CSI Bishop to face criminal action

Somervell medical college officials accused of collecting huge sums from candidates

Updated - August 23, 2019 09:41 am IST

Published - August 22, 2019 08:45 pm IST - THIRUVANANTHAPURAM

A. Djarmaraj Rasalam

A. Djarmaraj Rasalam

The Admission Supervisory Committee for Medical Education has recommended initiating criminal proceedings against Bishop A. Dharmaraj Rasalam of the South Kerala diocese of the Church of South India (CSI) and other officials of the Dr. Somervell Memorial CSI Medical College, Karakonam, including former director Bennet Abraham, for allegedly collecting huge sums from medical aspirants after promising admission.

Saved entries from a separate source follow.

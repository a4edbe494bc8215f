//! Win and draw detection after a single drop.
use crate::board::{Board, Outcome, Side};

/// The four line axes as `(column, row)` steps: horizontal, vertical and both diagonals.
/// Each axis is walked in both directions from the last placed piece.
const AXES: [(isize, isize); 4] = [(1, 0), (0, 1), (1, 1), (1, -1)];

/// Determine the outcome of the game right after a piece was dropped into `last_column`.
///
/// Only lines through that piece are considered, so this must be called after every move for the result to be
/// meaningful. Returns `None` if the game is not finished yet.
///
/// Panics if `last_column` is empty.
pub fn detect(board: &Board, last_column: usize) -> Option<Outcome> {
    // pieces settle at the lowest empty row, so the topmost piece is the one that was just played
    let last_row = board
        .top_row(last_column)
        .unwrap_or_else(|| panic!("column {} is empty, nothing was played there:\n{}", last_column, board));
    let side = board
        .tile(last_column, last_row)
        .unwrap_or_else(|| unreachable!("top row of column {} is empty", last_column));

    let won = AXES.iter().any(|&(dc, dr)| {
        let column = last_column as isize;
        let row = last_row as isize;

        let count = 1 + run_length(board, side, column, row, dc, dr) + run_length(board, side, column, row, -dc, -dr);
        count >= Board::WIN_LENGTH
    });

    if won {
        Some(Outcome::WonBy(side))
    } else if board.is_full() {
        Some(Outcome::Draw)
    } else {
        None
    }
}

/// The number of consecutive pieces of `side` starting next to `(column, row)` and stepping by `(dc, dr)`,
/// stopping at the first mismatching tile or the edge of the board.
fn run_length(board: &Board, side: Side, column: isize, row: isize, dc: isize, dr: isize) -> usize {
    (1..)
        .map(|i| board.tile_checked(column + i * dc, row + i * dr))
        .take_while(|&tile| tile == Some(Some(side)))
        .count()
}
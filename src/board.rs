use std::fmt::{Debug, Display, Formatter};

/// One of the two sides, the human player or the computer opponent.
#[derive(Debug, Copy, Clone, Eq, PartialEq, Hash)]
pub enum Side {
    Human,
    Computer,
}

/// The absolute outcome for a finished game.
/// A game that is still going on is represented as `None` wherever an `Option<Outcome>` is used.
#[derive(Debug, Copy, Clone, Eq, PartialEq, Hash)]
pub enum Outcome {
    WonBy(Side),
    Draw,
}

/// Error returned when a piece cannot be dropped into a column.
#[derive(Debug, Copy, Clone, Eq, PartialEq, thiserror::Error)]
pub enum PlayError {
    #[error("column {0} is out of range")]
    InvalidColumn(usize),
    #[error("column {0} is already full")]
    ColumnFull(usize),
}

/// Error returned when a move is requested for a board that has no open column left.
#[derive(Debug, Copy, Clone, Eq, PartialEq, thiserror::Error)]
#[error("no playable column left on the board")]
pub struct NoLegalMove;

/// A single cell of the board, `None` if it's empty.
pub type Tile = Option<Side>;

const COLUMNS: usize = 7;
const ROWS: usize = 6;

/// The 7x6 connect four grid.
///
/// Cells are stored column-major, and row `0` is the top row.
/// Pieces always settle in the lowest empty row of their column, so inside every column the occupied cells
/// form a contiguous run ending at the bottom row `HEIGHT - 1`.
#[derive(Clone, Eq, PartialEq, Hash)]
pub struct Board {
    tiles: [[Tile; ROWS]; COLUMNS],
}

impl Side {
    pub const BOTH: [Side; 2] = [Side::Human, Side::Computer];

    pub fn other(self) -> Side {
        match self {
            Side::Human => Side::Computer,
            Side::Computer => Side::Human,
        }
    }

    pub fn to_char(self) -> char {
        match self {
            Side::Human => 'x',
            Side::Computer => 'o',
        }
    }
}

impl Board {
    pub const WIDTH: usize = COLUMNS;
    pub const HEIGHT: usize = ROWS;
    pub const TILES: usize = Self::WIDTH * Self::HEIGHT;

    /// The number of pieces in a line that wins the game.
    pub const WIN_LENGTH: usize = 4;

    /// Construct an empty board.
    pub fn new() -> Self {
        Board {
            tiles: [[None; ROWS]; COLUMNS],
        }
    }

    /// The tile at the given position, panics if the position is out of bounds.
    pub fn tile(&self, column: usize, row: usize) -> Tile {
        assert!(
            column < Self::WIDTH && row < Self::HEIGHT,
            "({}, {}) is out of bounds",
            column,
            row
        );
        self.tiles[column][row]
    }

    /// Like [Board::tile] but returns `None` for positions outside of the board.
    pub fn tile_checked(&self, column: isize, row: isize) -> Option<Tile> {
        if column < 0 || row < 0 {
            return None;
        }
        self.tiles.get(column as usize)?.get(row as usize).copied()
    }

    /// Drop a piece for `side` into `column`. The piece settles in the lowest empty row,
    /// which is returned.
    pub fn drop_piece(&mut self, column: usize, side: Side) -> Result<usize, PlayError> {
        if column >= Self::WIDTH {
            return Err(PlayError::InvalidColumn(column));
        }
        if self.is_column_full(column) {
            return Err(PlayError::ColumnFull(column));
        }

        // the first occupied row from the top, or the bottom of the board
        let floor = self.tiles[column]
            .iter()
            .position(|tile| tile.is_some())
            .unwrap_or(Self::HEIGHT);
        let row = floor - 1;

        self.tiles[column][row] = Some(side);
        Ok(row)
    }

    /// Clone this board, drop a piece on it and return the new board.
    pub fn clone_and_drop(&self, column: usize, side: Side) -> Result<Board, PlayError> {
        let mut next = self.clone();
        next.drop_piece(column, side)?;
        Ok(next)
    }

    /// Whether `column` has no empty cell left. Panics if the column is out of range.
    pub fn is_column_full(&self, column: usize) -> bool {
        self.tile(column, 0).is_some()
    }

    /// Whether every column is full. This is the draw condition.
    pub fn is_full(&self) -> bool {
        (0..Self::WIDTH).all(|column| self.is_column_full(column))
    }

    /// The columns that still have room for a piece, in ascending order.
    pub fn available_columns(&self) -> impl Iterator<Item = usize> + '_ {
        (0..Self::WIDTH).filter(move |&column| !self.is_column_full(column))
    }

    /// The row of the topmost piece in `column`, `None` if the column is empty.
    pub fn top_row(&self, column: usize) -> Option<usize> {
        self.tiles[column].iter().position(|tile| tile.is_some())
    }

    /// The number of pieces placed by `side`.
    pub fn piece_count(&self, side: Side) -> usize {
        self.tiles.iter().flatten().filter(|&&tile| tile == Some(side)).count()
    }

    /// The board with every piece handed to the other side.
    /// This allows a bot that always plays as [Side::Computer] to play the human seat.
    pub fn swap_sides(&self) -> Board {
        let mut result = self.clone();
        for tile in result.tiles.iter_mut().flatten() {
            *tile = tile.map(Side::other);
        }
        result
    }

    /// The board mirrored around its middle column.
    pub fn mirror(&self) -> Board {
        let mut result = self.clone();
        result.tiles.reverse();
        result
    }

    /// Check the gravity invariant: no empty cell sits below an occupied one.
    pub fn assert_valid(&self) {
        for (column, tiles) in self.tiles.iter().enumerate() {
            let floor = tiles.iter().position(|tile| tile.is_some()).unwrap_or(Self::HEIGHT);
            assert!(
                tiles[floor..].iter().all(|tile| tile.is_some()),
                "column {} has a gap below its top piece:\n{}",
                column,
                self
            );
        }
    }
}

impl Default for Board {
    fn default() -> Self {
        Board::new()
    }
}

fn tile_to_char(tile: Tile) -> char {
    tile.map_or('.', Side::to_char)
}

impl Debug for Board {
    fn fmt(&self, f: &mut Formatter<'_>) -> std::fmt::Result {
        write!(f, "Board {{ ")?;
        for column in 0..Self::WIDTH {
            if column != 0 {
                write!(f, "/")?;
            }
            // bottom to top, stopping at the first empty cell
            for row in (0..Self::HEIGHT).rev() {
                match self.tiles[column][row] {
                    Some(side) => write!(f, "{}", side.to_char())?,
                    None => break,
                }
            }
        }
        write!(f, " }}")
    }
}

impl Display for Board {
    fn fmt(&self, f: &mut Formatter<'_>) -> std::fmt::Result {
        for row in 0..Self::HEIGHT {
            for column in 0..Self::WIDTH {
                write!(f, "{}", tile_to_char(self.tiles[column][row]))?;
            }
            writeln!(f)?;
        }
        for column in 0..Self::WIDTH {
            write!(f, "{}", column)?;
        }
        writeln!(f)?;

        Ok(())
    }
}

The R. Rajendrababu-headed panel recommended that the government adopt steps against the college to ensure that the money collected from the candidates was refunded. The committee issued the orders after considering the complaints of 24 aspirants, mostly those from Tamil Nadu. They pointed out that the college office-bearers had virtually admitted to have collected money from the parents of the aspirants, but failed to fulfil the promise of admission.

They collected money despite being aware of the fact that non-Keralite students were ineligible for admission to MBBS, BDS and MD courses in the State. Huge sums, some even as high as ₹60 lakh, were alleged to have been collected, the panel found.

Wilful cheating

Evidences also indicated that Dr. Abraham was controlling the admission process and most of the complainants had paid the money after meeting him. “All the office-bearers and Dr. Abraham were fully aware of the situation and it was wilful cheating.”

The committee said the college maintained a parallel register wherein the details of collected amounts were entered. While an initial statement submitted by those responsible did not disclose who handled the particular account, it was purportedly found at a later stage that the money was received and maintained by P. Thankaraj, administrative officer.

The panel highlighted the need for steps to put an end to the unhealthy practice of collecting advances from students after promising admission.